Segment Start: SOURCE DATA
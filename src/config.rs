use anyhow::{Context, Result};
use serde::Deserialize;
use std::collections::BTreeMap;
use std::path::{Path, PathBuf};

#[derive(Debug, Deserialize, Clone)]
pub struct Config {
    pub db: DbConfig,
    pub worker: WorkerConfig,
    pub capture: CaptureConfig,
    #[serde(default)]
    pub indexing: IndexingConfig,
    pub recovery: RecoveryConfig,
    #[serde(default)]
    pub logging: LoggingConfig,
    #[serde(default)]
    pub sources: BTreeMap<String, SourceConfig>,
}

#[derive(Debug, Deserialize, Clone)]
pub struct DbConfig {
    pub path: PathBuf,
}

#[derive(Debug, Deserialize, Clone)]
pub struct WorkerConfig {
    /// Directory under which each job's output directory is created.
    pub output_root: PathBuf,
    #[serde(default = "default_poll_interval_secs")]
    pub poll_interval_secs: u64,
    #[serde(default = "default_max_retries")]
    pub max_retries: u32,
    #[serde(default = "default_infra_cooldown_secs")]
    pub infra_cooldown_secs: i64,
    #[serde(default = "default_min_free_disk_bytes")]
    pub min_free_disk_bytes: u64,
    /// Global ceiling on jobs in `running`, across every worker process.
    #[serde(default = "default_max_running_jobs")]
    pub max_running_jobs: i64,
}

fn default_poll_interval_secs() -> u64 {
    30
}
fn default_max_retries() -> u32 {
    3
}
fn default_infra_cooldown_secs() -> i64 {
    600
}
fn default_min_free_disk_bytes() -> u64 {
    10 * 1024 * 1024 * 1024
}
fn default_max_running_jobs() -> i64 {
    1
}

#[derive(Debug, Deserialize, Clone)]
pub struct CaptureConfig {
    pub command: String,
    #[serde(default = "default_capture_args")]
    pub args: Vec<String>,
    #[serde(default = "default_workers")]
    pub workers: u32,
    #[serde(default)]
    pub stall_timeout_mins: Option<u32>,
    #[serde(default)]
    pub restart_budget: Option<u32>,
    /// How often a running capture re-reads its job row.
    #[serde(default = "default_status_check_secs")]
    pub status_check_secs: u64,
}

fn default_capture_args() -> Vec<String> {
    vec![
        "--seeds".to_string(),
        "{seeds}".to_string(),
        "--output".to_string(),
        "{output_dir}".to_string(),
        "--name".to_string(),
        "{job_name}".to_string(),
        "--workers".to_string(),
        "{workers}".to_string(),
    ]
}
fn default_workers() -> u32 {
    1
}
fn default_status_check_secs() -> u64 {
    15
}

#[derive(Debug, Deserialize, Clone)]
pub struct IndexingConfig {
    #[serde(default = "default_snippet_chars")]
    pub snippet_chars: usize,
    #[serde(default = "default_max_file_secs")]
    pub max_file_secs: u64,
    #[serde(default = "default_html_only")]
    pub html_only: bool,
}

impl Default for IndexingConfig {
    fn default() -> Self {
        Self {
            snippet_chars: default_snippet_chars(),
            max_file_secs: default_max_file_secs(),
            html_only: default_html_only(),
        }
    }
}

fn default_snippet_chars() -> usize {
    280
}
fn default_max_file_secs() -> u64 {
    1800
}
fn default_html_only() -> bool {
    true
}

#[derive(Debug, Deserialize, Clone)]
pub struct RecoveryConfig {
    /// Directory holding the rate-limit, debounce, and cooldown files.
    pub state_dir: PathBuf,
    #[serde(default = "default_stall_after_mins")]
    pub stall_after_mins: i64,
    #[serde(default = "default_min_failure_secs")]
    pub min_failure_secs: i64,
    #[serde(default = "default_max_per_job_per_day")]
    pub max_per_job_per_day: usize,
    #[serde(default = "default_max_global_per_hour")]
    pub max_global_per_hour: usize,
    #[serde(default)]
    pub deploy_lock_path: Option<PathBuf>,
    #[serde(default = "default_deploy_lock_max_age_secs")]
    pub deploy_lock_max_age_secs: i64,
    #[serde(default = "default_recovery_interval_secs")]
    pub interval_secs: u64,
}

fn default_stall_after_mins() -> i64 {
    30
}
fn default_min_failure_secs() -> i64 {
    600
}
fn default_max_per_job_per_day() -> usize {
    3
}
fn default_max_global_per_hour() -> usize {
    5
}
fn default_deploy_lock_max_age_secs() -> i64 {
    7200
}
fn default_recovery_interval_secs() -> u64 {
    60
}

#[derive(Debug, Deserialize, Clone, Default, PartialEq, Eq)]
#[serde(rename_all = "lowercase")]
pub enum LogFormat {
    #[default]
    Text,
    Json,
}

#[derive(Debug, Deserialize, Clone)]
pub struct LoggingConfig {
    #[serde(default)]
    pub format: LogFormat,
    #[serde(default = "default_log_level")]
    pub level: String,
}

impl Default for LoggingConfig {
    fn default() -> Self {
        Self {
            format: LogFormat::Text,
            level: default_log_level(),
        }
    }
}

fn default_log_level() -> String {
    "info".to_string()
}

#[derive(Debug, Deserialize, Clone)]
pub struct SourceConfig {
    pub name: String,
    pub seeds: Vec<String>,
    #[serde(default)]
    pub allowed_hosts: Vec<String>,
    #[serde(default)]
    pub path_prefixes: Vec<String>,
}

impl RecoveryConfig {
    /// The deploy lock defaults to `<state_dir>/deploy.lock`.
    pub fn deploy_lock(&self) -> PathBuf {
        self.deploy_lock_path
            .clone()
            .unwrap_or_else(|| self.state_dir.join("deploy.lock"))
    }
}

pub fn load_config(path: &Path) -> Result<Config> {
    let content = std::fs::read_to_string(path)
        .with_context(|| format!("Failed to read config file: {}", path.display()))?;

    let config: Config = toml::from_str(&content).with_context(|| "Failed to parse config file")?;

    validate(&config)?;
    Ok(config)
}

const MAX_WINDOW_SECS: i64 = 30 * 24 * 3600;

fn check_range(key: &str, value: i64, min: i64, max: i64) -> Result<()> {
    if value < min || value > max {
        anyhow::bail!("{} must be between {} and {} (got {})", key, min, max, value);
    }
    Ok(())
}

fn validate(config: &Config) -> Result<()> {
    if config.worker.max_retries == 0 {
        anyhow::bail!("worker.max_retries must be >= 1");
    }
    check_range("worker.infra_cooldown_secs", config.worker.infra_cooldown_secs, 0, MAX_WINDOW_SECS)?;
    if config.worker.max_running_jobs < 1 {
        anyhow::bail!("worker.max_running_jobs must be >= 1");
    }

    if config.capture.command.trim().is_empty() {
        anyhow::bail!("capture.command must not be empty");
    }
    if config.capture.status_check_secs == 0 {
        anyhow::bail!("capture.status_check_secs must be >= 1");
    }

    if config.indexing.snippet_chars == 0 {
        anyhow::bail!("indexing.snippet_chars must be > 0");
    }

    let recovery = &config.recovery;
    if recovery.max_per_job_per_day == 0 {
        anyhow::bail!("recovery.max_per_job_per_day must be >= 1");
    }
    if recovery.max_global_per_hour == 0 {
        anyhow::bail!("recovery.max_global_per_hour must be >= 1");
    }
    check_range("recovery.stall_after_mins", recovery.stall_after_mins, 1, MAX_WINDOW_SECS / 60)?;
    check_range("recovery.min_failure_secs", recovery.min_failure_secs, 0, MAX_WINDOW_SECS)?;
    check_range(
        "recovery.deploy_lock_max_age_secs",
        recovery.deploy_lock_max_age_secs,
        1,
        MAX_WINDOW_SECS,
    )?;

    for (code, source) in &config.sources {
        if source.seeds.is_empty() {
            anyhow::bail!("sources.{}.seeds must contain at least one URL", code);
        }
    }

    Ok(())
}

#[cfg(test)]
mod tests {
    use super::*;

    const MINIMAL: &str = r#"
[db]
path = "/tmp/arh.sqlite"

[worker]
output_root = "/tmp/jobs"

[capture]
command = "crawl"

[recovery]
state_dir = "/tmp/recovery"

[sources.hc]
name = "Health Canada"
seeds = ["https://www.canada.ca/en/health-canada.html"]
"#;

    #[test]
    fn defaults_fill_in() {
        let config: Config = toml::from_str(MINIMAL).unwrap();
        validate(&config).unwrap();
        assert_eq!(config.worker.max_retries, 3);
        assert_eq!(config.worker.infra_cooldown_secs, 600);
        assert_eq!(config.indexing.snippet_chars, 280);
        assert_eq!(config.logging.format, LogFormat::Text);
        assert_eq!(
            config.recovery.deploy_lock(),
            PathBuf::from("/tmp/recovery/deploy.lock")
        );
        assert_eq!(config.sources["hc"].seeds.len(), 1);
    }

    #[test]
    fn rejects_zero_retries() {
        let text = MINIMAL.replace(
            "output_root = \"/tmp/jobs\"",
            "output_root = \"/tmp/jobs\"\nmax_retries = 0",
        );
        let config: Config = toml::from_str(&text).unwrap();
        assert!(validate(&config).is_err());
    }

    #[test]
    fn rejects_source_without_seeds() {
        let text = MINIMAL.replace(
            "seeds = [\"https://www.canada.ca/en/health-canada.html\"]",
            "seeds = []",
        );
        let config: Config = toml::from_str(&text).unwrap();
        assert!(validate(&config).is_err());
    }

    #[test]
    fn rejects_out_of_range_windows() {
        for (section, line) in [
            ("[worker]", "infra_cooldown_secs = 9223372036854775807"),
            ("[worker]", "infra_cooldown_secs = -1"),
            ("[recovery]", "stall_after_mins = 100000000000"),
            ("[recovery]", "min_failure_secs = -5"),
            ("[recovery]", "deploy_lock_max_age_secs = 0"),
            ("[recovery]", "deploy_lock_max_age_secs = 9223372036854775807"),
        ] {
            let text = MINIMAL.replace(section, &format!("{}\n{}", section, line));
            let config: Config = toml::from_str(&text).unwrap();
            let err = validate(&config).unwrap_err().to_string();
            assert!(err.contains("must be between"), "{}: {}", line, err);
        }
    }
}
Segment End: SOURCE DATA
** TASK TO COMPLETE **
Search the data for the word "BTreeMap" and copy each line where it appears.

** WRITTEN SOLUTION **
use std::collections::BTreeMap;
    pub sources: BTreeMap<String, SourceConfig>,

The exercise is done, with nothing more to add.